Applying proven flood controls along with green infrastructure, Philly stays above water
ListenWhen Philadelphia gets too much rain for its storm sewers to handle, millions of tons of sewage drain into surrounding rivers.
Many of the city’s sewers are from the 19th century. And with climate change projecting a soggier future for Philadelphia, the city’s water department is working hard to be able to accommodate all that extra moisture.
Instead of building ever larger storm sewers and treatment plants, the department has been investing in “green infrastructure” so more rain is diverted or absorbed into the soil. That all adds up to meeting an ambitious goal months ahead of schedule.
Chris Crockett’s team at the Philadelphia Water Department has already greened 750 acres of public property — well before the expected completion date in June. But the deputy commissioner isn’t taking it easy.
“From 2011 to now, we’ve been trying to take it from trying a couple projects here and there to actually building hundreds of projects and then figuring out how to operate, maintain and monitor them,” Crockett said. “In the next five years, we’re going to have to double the rate that we’re producing these things.”
The federal Environmental Protection Agency is encouraged by the short-term improvements of this approach.
“I think what distinguishes Philadelphia from a lot of cities is the scale of the commitment to green infrastructure in tandem with traditional controls,” said John Capacasa, the EPA’s director of water protection for the mid-Atlantic region. “We’re going to continue to monitor them to make sure that they’re accountable for results in the long term, not just in terms of greened acres.”
The goals are cleaner rivers, managing stormwater and improved quality of life. EPA officials call it the “triple bottom line” because these projects are cost effective, spur economic development and improve neighborhoods.
‘Big Green’ partnership
A seven-acre stretch of formerly abandoned lots in Kensington, now called “The Big Green Block,” illustrates the triple bottom line.
The Philadelphia School District, streets department, parks and recreation, and the Horticultural Society all invested here over 10 years.
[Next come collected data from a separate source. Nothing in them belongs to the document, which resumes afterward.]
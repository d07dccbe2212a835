//! Code for reading industry forecasts from a CSV file.
use super::*;
use crate::forecast::{Forecast, Impact, Timeframe};
use crate::style::{confidence_from_label, lookup_confidence};
use log::warn;
use serde::Deserialize;
use std::path::Path;

const FORECASTS_FILE_NAME: &str = "forecasts.csv";

#[derive(Debug, Deserialize, PartialEq)]
struct ForecastRaw {
    title: String,
    timeframe: String,
    description: String,
    impact: Impact,
    confidence: String,
    #[serde(deserialize_with = "deserialise_list")]
    details: Vec<String>,
}

impl TryFrom<ForecastRaw> for Forecast {
    type Error = anyhow::Error;

    fn try_from(raw: ForecastRaw) -> Result<Self> {
        let timeframe = Timeframe::parse(&raw.timeframe)
            .with_context(|| format!("Invalid timeframe for forecast {}", raw.title))?;
        if lookup_confidence(&raw.confidence).is_none() {
            warn!(
                "Unknown confidence level '{}' for forecast {}; treating as Medium",
                raw.confidence, raw.title
            );
        }

        Ok(Self {
            confidence: confidence_from_label(&raw.confidence),
            title: raw.title,
            timeframe,
            description: raw.description,
            impact: raw.impact,
            details: raw.details,
        })
    }
}

/// Read industry forecasts from the dataset directory
pub fn read_forecasts(dataset_dir: &Path) -> Result<Vec<Forecast>> {
    let file_path = dataset_dir.join(FORECASTS_FILE_NAME);
    read_csv::<ForecastRaw>(&file_path)?
        .into_iter()
        .map(Forecast::try_from)
        .collect::<Result<_>>()
        .with_context(|| input_err_msg(&file_path))
}

#[cfg(test)]
mod tests {
    use super::*;
    use crate::forecast::Confidence;
    use std::fs::File;
    use std::io::Write;
    use tempfile::tempdir;

    fn create_forecasts_file(dir_path: &Path, rows: &str) {
        let mut file = File::create(dir_path.join(FORECASTS_FILE_NAME)).unwrap();
        writeln!(
            file,
            "title,timeframe,description,impact,confidence,details\n{rows}"
        )
        .unwrap();
    }

    #[test]
    fn test_read_forecasts() {
        let dir = tempdir().unwrap();
        create_forecasts_file(
            dir.path(),
            "Trade Growth,2025-2030,Growth,positive,High,Asia leads; Africa emerging
Red Sea,2024-2026,Diversions,negative,low,Longer voyages
Autonomy,2030,Trials,neutral,Speculative,",
        );
        let forecasts = read_forecasts(dir.path()).unwrap();
        assert_eq!(forecasts.len(), 3);
        assert_eq!(forecasts[0].timeframe, Timeframe { start: 2025, end: 2030 });
        assert_eq!(forecasts[0].impact, Impact::Positive);
        assert_eq!(forecasts[0].details, ["Asia leads", "Africa emerging"]);
        assert_eq!(forecasts[1].confidence, Confidence::Low);

        // Unknown confidence falls back to Medium
        assert_eq!(forecasts[2].confidence, Confidence::Medium);
        assert_eq!(forecasts[2].timeframe, Timeframe { start: 2030, end: 2030 });
        assert!(forecasts[2].details.is_empty());
    }

    #[test]
    fn test_read_forecasts_bad_timeframe() {
        let dir = tempdir().unwrap();
        create_forecasts_file(dir.path(), "Backwards,2030-2025,Oops,neutral,High,");
        let err = read_forecasts(dir.path()).unwrap_err();
        assert!(format!("{err:#}").contains("Invalid timeframe for forecast Backwards"));
    }

    #[test]
    fn test_read_forecasts_bad_impact() {
        let dir = tempdir().unwrap();
        create_forecasts_file(dir.path(), "Odd,2025,Oops,catastrophic,High,");
        assert!(read_forecasts(dir.path()).is_err());
    }
}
The water department provided rain gardens, street trees, and underground water-retention systems. And the New Kensington Community Development Corporation kicked in some money too.
The community group’s deputy director Shanta Schachter said that while everyone loves a new playground, it took a while for residents to adjust to the rain gardens.
“There were some kids in the neighborhood who used it as their dirt bike jumping ground. There were people who were afraid that the grasses and greening were going to bring bugs,” she said.
The solution? A sign, full-grown shrubs and a small fence.
The water department’s Crockett doesn’t worry too much about landscaping mistakes. “The good news is they’re only plants. It’s not like we’re tearing out pipes and putting a lot of concrete in,” he said.
Creating a local market
The goal of improving a neighborhood, as well as cooperation among city agencies are vital to the program’s future success, Crockett said. But so is finding ways to encourage the private sector to help.
The program employs local firms that design and maintain the green stormwater infrastructure. It has partnered with AmeriCorps to train young people — many of them ex-offenders — for the GSI jobs.
And business is booming. A new report from the Sustainable Business Network said Philly’s new GSI market grew 13 percent from 2013 to 2014, including everyone from engineers to landscapers. “We are seeing rapid growth, and we are seeing growth that we feel is different and better than what we see in other industries,” said the network’s executive director Jamie Gauthier.
Crockett said the water department wrote regulations to encourage this sector:
“We’ve created a market. We create regulations that say if you’re a developer, you have to manage [part of the] runoff from any hard surface,” he said. “And, on the other end, we create a billing process where you get charged for that pavement. And those create the bookends for private industry to come up with all kinds of ingenious ways to do that.”
New infrastructure, renewed neighborhoods
Back at the Big Green Block in Kensington, $25 million in private dollars has been invested within a two-block radius. The various partners involved credit the projects, saying it’s not just because the neighborhood is on the upswing.
Schachter of the New Kensington Community Development Corporation is now working to maintain affordability — in a neighborhood that used to worry most about blight.
“You make something look a little nice, you make it a little safer and then the private market and development community doubled down on that effort to provide additional eyes on the street,” she said.